Two more days, and we were ready now, and all we could do was lie there and smoke these cigarrillos of hers, that I’d got in the habit of in the last few weeks, and hold each other close, and sometimes tremble a little. “Morina.”

“Yes, Roger?”

“I tell you one thing. If we get away with this, I’m going in the Confederate Army, and so are you. That’s one way we can prove we mean what we say we mean.”

“What can I do in the army?”

“Whatever they’ve got.”

“How about our mine?”

“It’ll have to wait.”

“Do you love me?”

“Yes.”

“Then all right.”

The train ran out R Street, but didn’t pick up speed until it passed Seventeenth. She was to buy her ticket early, in the station at the foot of K Street, and keep out of sight until his boat was in and he was aboard the baggage car, which was the first car back of the engine, with the gold. Then she was to keep the station between herself and him, and board the front coach, by the rear end. Then she was to walk through it to a seat up front.
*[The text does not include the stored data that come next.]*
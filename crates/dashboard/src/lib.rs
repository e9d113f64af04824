//! Orchestration for the BinWatch dashboard.
//!
//! Wires the session store, the live channel and the REST clients into
//! login/logout flows, a session-bound channel supervisor, polling tasks,
//! screen routing and headless view-models. The `binwatch` binary is a thin
//! terminal front end over this crate.

pub mod auth_flow;
pub mod config;
pub mod error;
pub mod nav;
pub mod poller;
pub mod supervisor;
pub mod views;

pub use auth_flow::{AuthBackend, AuthFlow};
pub use config::DashboardConfig;
pub use error::ViewError;
pub use nav::{Navigator, Screen};
pub use poller::Poller;
pub use supervisor::{ChannelSettings, ChannelSupervisor};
She had on her same little traveling dress, with poke bonnet, but in the bonnet she had sewed a ruff, so it was hard to see her face. If anything went wrong, like he didn’t come after all, she was to go to the front platform at Thirteenth Street, take a sandwich out of the basket, unwrap the newspaper around it and throw that off the train, and eat the sandwich. Then she was to ride to Folsom and come back. But I, where I was posted at Seventeenth, would see the paper and keep off, and next day we’d start over.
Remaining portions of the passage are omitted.